Search code examples
pythonnumpysimulationcurve-fittingdistribution

How do I get the parameters for the lognormal distribution (mean, sd) from the 's', 'loc', and 'scale' values outputted from a distribution fitter?


Here is my code:

model = Fitter(data,distributions='lognorm') model.fit() print(model.summary()) model.get_best(method='sumsquare_error')

It outputs this:

{'lognorm': {'s': 0.8612498618921953, 'loc': 0.3175483462045392, 'scale': 0.30617261628597686}}

And I want to find the right parameters to plug into SIMIO for Lognormal( normalMean , normalStdDev ) but I'm confused with what s, loc and scale is and how I can easily change it to the normalmean and normalSD that I need for SIMIO

I looked into what the Lognormal Distribution is on wiki and it just confused me more and I tried the code

logsample = stats.norm.rvs(loc=0.3175483462045392, scale=0.30617261628597686, size=1000) sample = np.exp(logsample) shape, loc, scale = stats.lognorm.fit(sample, floc=0) shape, loc, scale np.log(scale), shape but I am still unsure


Solution

  • If Y is lognormally distributed with shape s and scale scale, then the log(Y) is normally distributed with mean np.log(scale) and standard deviation s. (Source: scipy.stats.lognorm)

    import numpy as np
    import matplotlib.pyplot as plt
    from scipy import stats
    rng = np.random.default_rng(3483594639650936)
    
    s = 0.8612498618921953,
    loc = 0  # required if we want the log to be normally distributed
    scale = 0.30617261628597686
    lognorm = stats.lognorm(s=s, loc=loc, scale=scale)
    data = lognorm.rvs(size=10000, random_state=rng)
    logdata = np.log(data)
    
    x = np.linspace(logdata.min(), logdata.max(), 300)
    sigma = s
    mu = np.log(scale)
    norm = stats.norm(loc=mu, scale=sigma)
    pdf = norm.pdf(x)
    
    plt.hist(logdata, density=True, bins=50)
    plt.plot(x, pdf)
    

    enter image description here

    The log of a general three-parameter lognormal random variable (with nonzero location) would not be normal; after all, it has three independent parameters whereas the normal distribution only has two. You are welcome to change loc = 1 in the code above and plot the histogram of the logdata. It is clearly not normal.

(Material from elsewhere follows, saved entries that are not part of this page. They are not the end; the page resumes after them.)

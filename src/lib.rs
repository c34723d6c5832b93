//! Sentir: sentiment inference for product reviews over frozen artifacts.
//!
//! Sentir turns one review submission (free text plus customer age, star
//! rating, and an optional helpful-vote count) into the exact-width feature
//! vector a pre-trained binary classifier expects, and returns a
//! positive/negative prediction with an optional confidence. The vectorizer,
//! scaler, classifier, and feature schema are trained elsewhere, shipped as
//! artifact files, loaded once per process, and treated as read-only from
//! then on.
//!
//! # Quick Start
//!
//! ```
//! use sentir::prelude::*;
//! use std::collections::HashMap;
//!
//! // Frozen parameters normally come from ModelContext::load().
//! let mut vocabulary = HashMap::new();
//! vocabulary.insert("amazing".to_string(), 0);
//! vocabulary.insert("terrible".to_string(), 1);
//! let context = ModelContext {
//!     vectorizer: TfidfVectorizer::from_params(vocabulary, vec![1.0, 1.0]).unwrap(),
//!     scaler: StandardScaler::from_params(vec![30.0, 3.0], vec![10.0, 1.0]).unwrap(),
//!     classifier: LogisticRegression::from_params(vec![2.0, -2.0, 0.0, 1.5], 0.0).unwrap(),
//!     schema: FeatureSchema {
//!         numeric_columns: vec![NumericColumn::Age, NumericColumn::Rating],
//!         expected_width: 4,
//!     },
//! };
//!
//! let input = RawInput::new("Amazing dress, fits perfectly!", 25, 5, 0);
//! input.validate().unwrap();
//!
//! let prediction = FeatureAssembler::new(&context).predict(&input).unwrap();
//! assert_eq!(prediction.label, Sentiment::Positive);
//! assert!(prediction.confidence.unwrap() > 0.5);
//! ```
//!
//! # Modules
//!
//! - [`primitives`]: Sparse feature-vector type
//! - [`text`]: Text cleaning, length features, and TF-IDF vectorization
//! - [`preprocessing`]: Frozen numeric standardization
//! - [`classification`]: Binary classifier trait and logistic regression
//! - [`assemble`]: Feature assembly pipeline (the core contract)
//! - [`artifacts`]: Artifact loading and the read-only model context
//! - [`error`]: Error taxonomy with fatal/recoverable split

pub mod artifacts;
pub mod assemble;
pub mod classification;
pub mod error;
pub mod prelude;
pub mod preprocessing;
pub mod primitives;
pub mod text;

pub use artifacts::ModelContext;
pub use assemble::{FeatureAssembler, FeatureSchema, NumericColumn, RawInput};
pub use classification::{Classifier, Prediction, Sentiment};
pub use error::{Result, SentirError};
pub use primitives::SparseVector;
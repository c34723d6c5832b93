//! Loading and persistence of the frozen model artifacts.
//!
//! Four files travel together: the classifier, the text vectorizer, the
//! numeric scaler, and the feature schema that pins the numeric column
//! order. They are loaded once per process into a [`ModelContext`] and held
//! read-only for the process lifetime; every pipeline operation borrows the
//! context immutably, so concurrent requests can share it without locking.

use std::fs;
use std::path::{Path, PathBuf};

use serde::de::DeserializeOwned;
use serde::Serialize;
use tracing::info;

use crate::assemble::FeatureSchema;
use crate::classification::{Classifier, LogisticRegression};
use crate::error::{Result, SentirError};
use crate::preprocessing::StandardScaler;
use crate::text::TfidfVectorizer;

/// File name of the serialized classifier.
pub const CLASSIFIER_FILE: &str = "classifier.json";
/// File name of the serialized TF-IDF vectorizer.
pub const VECTORIZER_FILE: &str = "tfidf.json";
/// File name of the serialized numeric scaler.
pub const SCALER_FILE: &str = "scaler.json";
/// File name of the feature schema metadata.
pub const SCHEMA_FILE: &str = "schema.json";

/// Default artifact directory: `artifacts/` next to the running executable.
///
/// Resolved relative to the executable's own location so the lookup stays
/// correct regardless of the process working directory.
///
/// # Errors
///
/// Returns an error if the executable path cannot be determined.
pub fn default_artifact_dir() -> Result<PathBuf> {
    let exe = std::env::current_exe()?;
    let dir = exe
        .parent()
        .ok_or_else(|| SentirError::from("executable path has no parent directory"))?;
    Ok(dir.join("artifacts"))
}

/// The complete frozen artifact set, loaded once and never mutated.
#[derive(Debug, Clone)]
pub struct ModelContext {
    /// Frozen text vectorizer.
    pub vectorizer: TfidfVectorizer,
    /// Frozen numeric scaler.
    pub scaler: StandardScaler,
    /// Frozen binary classifier.
    pub classifier: LogisticRegression,
    /// Feature layout the artifacts were trained with.
    pub schema: FeatureSchema,
}

impl ModelContext {
    /// Loads all four artifact files from a directory.
    ///
    /// Deserialization bypasses the `from_params` constructors, so each
    /// loaded artifact is re-validated here: a file that parses but carries
    /// inconsistent fitted parameters (ragged scaler, out-of-range
    /// vocabulary column) is reported as corrupt at load time instead of
    /// failing mid-request.
    ///
    /// # Errors
    ///
    /// - [`SentirError::ArtifactMissing`] with the resolved absolute path if
    ///   any file is absent — fatal for the session.
    /// - [`SentirError::Io`] if a file exists but cannot be read.
    /// - [`SentirError::ArtifactCorrupt`] with the underlying message if a
    ///   file does not parse or violates its internal invariants.
    /// - [`SentirError::DimensionMismatch`] if the loaded artifacts disagree
    ///   about feature widths (see [`ModelContext::check_consistency`]).
    pub fn load<P: AsRef<Path>>(dir: P) -> Result<Self> {
        let dir = dir.as_ref();
        let vectorizer: TfidfVectorizer = load_artifact(dir, VECTORIZER_FILE)?;
        vectorizer
            .validate()
            .map_err(|e| corrupt_artifact(dir, VECTORIZER_FILE, &e))?;
        let scaler: StandardScaler = load_artifact(dir, SCALER_FILE)?;
        scaler
            .validate()
            .map_err(|e| corrupt_artifact(dir, SCALER_FILE, &e))?;
        let classifier: LogisticRegression = load_artifact(dir, CLASSIFIER_FILE)?;
        classifier
            .validate()
            .map_err(|e| corrupt_artifact(dir, CLASSIFIER_FILE, &e))?;

        let context = Self {
            vectorizer,
            scaler,
            classifier,
            schema: load_artifact(dir, SCHEMA_FILE)?,
        };
        context.check_consistency()?;
        info!(
            dir = %dir.display(),
            vocabulary_size = context.vectorizer.vocabulary_size(),
            numeric_columns = context.schema.numeric_columns.len(),
            expected_width = context.schema.expected_width,
            "loaded model artifacts"
        );
        Ok(context)
    }

    /// Loads from [`default_artifact_dir`].
    ///
    /// # Errors
    ///
    /// Same conditions as [`ModelContext::load`].
    pub fn load_default() -> Result<Self> {
        Self::load(default_artifact_dir()?)
    }

    /// Writes all four artifact files into a directory, creating it if
    /// needed. Used by the training side and by test fixtures.
    ///
    /// # Errors
    ///
    /// Returns [`SentirError::Io`] or [`SentirError::Serialization`] on
    /// failure.
    pub fn save<P: AsRef<Path>>(&self, dir: P) -> Result<()> {
        let dir = dir.as_ref();
        fs::create_dir_all(dir)?;
        save_artifact(dir, VECTORIZER_FILE, &self.vectorizer)?;
        save_artifact(dir, SCALER_FILE, &self.scaler)?;
        save_artifact(dir, CLASSIFIER_FILE, &self.classifier)?;
        save_artifact(dir, SCHEMA_FILE, &self.schema)?;
        Ok(())
    }

    /// Verifies that the four artifacts agree on feature widths.
    ///
    /// Catches schema drift at load time instead of per request: the scaler
    /// must have exactly one column per schema entry, the concatenated width
    /// must not exceed the declared expected width (under-width is allowed
    /// and zero-padded at assembly), and the classifier's coefficient count
    /// must equal the declared expected width.
    ///
    /// # Errors
    ///
    /// Returns [`SentirError::DimensionMismatch`] naming the disagreeing
    /// widths.
    pub fn check_consistency(&self) -> Result<()> {
        let numeric = self.schema.numeric_columns.len();
        if self.scaler.n_features() != numeric {
            return Err(SentirError::dimension_mismatch(
                "schema numeric columns",
                numeric,
                self.scaler.n_features(),
            ));
        }

        let concatenated = self.vectorizer.vocabulary_size() + numeric;
        if concatenated > self.schema.expected_width {
            return Err(SentirError::DimensionMismatch {
                expected: format!(
                    "at most expected_width={} concatenated columns",
                    self.schema.expected_width
                ),
                actual: format!("{concatenated}"),
            });
        }

        if self.classifier.expected_width() != self.schema.expected_width {
            return Err(SentirError::dimension_mismatch(
                "schema expected_width",
                self.schema.expected_width,
                self.classifier.expected_width(),
            ));
        }
        Ok(())
    }
}

fn artifact_path(dir: &Path, name: &str) -> PathBuf {
    let path = dir.join(name);
    std::path::absolute(&path).unwrap_or(path)
}

fn corrupt_artifact(dir: &Path, name: &str, err: &SentirError) -> SentirError {
    SentirError::ArtifactCorrupt {
        path: artifact_path(dir, name),
        message: err.to_string(),
    }
}

fn load_artifact<T: DeserializeOwned>(dir: &Path, name: &str) -> Result<T> {
    let path = artifact_path(dir, name);
    if !path.exists() {
        return Err(SentirError::ArtifactMissing { path });
    }
    let text = fs::read_to_string(&path)?;
    serde_json::from_str(&text).map_err(|e| SentirError::ArtifactCorrupt {
        path,
        message: e.to_string(),
    })
}

fn save_artifact<T: Serialize>(dir: &Path, name: &str, artifact: &T) -> Result<()> {
    let json = serde_json::to_string_pretty(artifact)
        .map_err(|e| SentirError::Serialization(e.to_string()))?;
    fs::write(dir.join(name), json)?;
    Ok(())
}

    If you want to be able to fit a lognormal distribution to data and transform the parameters to those of the corresponding normal distribution, you need to fix the location of the lognormal distribution to zero when fitting. Using SciPy to perform the fit, that would be:

    s, loc, scale = stats.lognorm.fit(data, floc=0)
    mu, sigma = stats.norm.fit(logdata)
    np.testing.assert_allclose(mu, np.log(scale))
    np.testing.assert_allclose(sigma, s)